**WHAT TO PRODUCE**
Lines containing the word "that": say how many there are in the listing, with only the number as the answer.

**EXERCISE DATA**
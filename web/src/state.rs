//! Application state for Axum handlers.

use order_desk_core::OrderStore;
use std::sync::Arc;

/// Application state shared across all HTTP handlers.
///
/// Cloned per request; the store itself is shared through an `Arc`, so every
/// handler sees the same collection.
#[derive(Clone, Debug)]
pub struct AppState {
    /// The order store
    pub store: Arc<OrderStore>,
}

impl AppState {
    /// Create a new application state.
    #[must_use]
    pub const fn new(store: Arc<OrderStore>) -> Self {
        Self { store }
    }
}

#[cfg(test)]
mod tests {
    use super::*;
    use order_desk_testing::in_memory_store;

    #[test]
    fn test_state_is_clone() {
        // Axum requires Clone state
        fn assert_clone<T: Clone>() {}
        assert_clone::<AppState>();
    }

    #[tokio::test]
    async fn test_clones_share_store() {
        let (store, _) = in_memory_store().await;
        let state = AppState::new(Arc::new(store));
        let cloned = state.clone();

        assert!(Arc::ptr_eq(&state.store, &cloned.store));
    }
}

==

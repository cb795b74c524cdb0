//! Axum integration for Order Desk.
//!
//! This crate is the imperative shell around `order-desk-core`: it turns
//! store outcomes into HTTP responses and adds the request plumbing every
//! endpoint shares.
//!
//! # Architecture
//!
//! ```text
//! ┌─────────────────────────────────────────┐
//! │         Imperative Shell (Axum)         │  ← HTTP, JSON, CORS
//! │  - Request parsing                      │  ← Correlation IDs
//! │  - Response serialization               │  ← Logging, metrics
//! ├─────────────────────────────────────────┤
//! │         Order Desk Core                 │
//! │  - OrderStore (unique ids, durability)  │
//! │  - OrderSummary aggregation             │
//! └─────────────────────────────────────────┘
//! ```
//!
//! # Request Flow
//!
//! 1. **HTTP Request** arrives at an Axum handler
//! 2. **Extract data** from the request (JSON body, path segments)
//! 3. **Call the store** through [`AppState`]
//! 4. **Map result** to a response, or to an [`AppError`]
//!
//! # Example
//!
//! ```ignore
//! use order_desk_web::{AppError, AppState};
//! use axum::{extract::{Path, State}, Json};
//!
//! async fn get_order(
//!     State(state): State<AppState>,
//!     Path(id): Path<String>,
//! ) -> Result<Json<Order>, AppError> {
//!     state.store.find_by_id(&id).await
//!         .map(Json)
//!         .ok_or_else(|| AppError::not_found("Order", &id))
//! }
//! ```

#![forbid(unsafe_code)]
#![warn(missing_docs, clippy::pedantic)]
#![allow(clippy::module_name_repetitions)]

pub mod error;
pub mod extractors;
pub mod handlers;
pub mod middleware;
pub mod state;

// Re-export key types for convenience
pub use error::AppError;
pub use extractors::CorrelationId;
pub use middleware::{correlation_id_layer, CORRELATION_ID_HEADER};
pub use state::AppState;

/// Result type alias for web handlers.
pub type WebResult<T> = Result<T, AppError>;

==

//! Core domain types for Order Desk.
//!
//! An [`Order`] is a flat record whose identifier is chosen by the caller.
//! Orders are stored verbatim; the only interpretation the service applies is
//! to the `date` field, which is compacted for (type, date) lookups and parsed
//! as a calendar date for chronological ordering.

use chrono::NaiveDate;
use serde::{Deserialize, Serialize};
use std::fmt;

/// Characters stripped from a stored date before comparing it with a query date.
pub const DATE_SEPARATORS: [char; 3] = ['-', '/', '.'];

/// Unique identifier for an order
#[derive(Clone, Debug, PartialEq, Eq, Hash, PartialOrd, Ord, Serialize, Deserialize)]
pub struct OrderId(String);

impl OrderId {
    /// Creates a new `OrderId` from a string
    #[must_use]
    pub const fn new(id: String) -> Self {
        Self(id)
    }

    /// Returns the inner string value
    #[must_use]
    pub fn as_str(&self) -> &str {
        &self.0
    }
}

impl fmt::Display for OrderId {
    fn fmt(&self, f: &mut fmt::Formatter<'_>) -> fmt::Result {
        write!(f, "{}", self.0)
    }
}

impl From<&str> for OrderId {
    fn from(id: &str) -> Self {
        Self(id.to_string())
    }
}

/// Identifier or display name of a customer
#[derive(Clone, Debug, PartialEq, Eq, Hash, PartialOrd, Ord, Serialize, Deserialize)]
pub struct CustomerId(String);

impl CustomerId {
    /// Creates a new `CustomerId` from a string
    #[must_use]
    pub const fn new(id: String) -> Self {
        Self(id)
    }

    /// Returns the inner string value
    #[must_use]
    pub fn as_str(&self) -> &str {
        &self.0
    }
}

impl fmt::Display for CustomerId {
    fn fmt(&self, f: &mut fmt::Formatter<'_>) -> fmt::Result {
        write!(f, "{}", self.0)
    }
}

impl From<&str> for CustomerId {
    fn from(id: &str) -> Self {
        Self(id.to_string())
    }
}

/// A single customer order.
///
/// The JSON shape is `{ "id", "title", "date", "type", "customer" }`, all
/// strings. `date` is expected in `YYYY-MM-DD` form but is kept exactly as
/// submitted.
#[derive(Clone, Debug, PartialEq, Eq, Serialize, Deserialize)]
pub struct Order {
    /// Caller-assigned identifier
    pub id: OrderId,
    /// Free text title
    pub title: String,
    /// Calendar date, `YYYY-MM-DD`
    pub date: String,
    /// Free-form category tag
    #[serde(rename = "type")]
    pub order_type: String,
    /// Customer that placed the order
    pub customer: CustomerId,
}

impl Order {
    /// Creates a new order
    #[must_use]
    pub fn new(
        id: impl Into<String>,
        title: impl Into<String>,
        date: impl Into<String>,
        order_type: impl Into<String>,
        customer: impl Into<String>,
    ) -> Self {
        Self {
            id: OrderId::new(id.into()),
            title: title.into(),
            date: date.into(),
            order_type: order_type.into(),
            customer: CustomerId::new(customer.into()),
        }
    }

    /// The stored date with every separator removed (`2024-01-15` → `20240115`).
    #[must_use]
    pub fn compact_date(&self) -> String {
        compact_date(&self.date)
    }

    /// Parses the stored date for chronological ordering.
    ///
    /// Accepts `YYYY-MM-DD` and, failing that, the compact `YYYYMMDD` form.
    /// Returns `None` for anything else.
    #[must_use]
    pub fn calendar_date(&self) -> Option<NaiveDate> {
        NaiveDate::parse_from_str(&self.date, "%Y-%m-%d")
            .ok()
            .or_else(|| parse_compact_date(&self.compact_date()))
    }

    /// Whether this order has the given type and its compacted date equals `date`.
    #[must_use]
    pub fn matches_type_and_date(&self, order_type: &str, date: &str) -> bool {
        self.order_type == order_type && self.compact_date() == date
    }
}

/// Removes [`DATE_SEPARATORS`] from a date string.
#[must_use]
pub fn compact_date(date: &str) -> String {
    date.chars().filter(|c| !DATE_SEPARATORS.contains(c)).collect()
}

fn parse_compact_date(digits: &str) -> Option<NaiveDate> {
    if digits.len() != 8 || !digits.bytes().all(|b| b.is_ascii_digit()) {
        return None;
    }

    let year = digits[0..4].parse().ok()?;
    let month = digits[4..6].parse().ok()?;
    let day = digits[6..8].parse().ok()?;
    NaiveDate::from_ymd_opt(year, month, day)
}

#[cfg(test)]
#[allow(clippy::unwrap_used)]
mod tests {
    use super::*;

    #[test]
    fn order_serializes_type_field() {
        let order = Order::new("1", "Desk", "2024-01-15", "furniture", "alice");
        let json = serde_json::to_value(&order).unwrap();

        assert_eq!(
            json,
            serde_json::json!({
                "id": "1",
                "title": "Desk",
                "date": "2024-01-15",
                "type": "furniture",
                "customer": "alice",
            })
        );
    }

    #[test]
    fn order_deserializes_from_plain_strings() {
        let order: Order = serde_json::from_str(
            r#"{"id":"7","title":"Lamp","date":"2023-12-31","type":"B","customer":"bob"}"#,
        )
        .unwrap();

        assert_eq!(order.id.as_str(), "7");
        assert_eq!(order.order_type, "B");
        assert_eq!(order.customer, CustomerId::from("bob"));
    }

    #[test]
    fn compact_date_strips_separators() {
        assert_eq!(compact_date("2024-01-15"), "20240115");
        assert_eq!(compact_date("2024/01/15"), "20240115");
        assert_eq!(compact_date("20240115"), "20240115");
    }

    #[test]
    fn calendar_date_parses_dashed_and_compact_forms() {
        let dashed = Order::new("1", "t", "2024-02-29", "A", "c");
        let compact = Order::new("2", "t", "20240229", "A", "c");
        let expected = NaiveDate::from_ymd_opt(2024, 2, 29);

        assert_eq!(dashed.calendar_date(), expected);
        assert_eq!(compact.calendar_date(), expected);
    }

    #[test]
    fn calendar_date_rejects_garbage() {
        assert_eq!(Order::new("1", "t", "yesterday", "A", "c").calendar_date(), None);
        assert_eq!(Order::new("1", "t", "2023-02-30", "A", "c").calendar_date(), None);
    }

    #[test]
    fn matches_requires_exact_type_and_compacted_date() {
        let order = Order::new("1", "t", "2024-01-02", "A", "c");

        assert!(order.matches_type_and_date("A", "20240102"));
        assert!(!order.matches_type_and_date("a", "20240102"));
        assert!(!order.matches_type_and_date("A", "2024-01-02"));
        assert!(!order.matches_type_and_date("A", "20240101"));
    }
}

**ANSWER SECTION**
2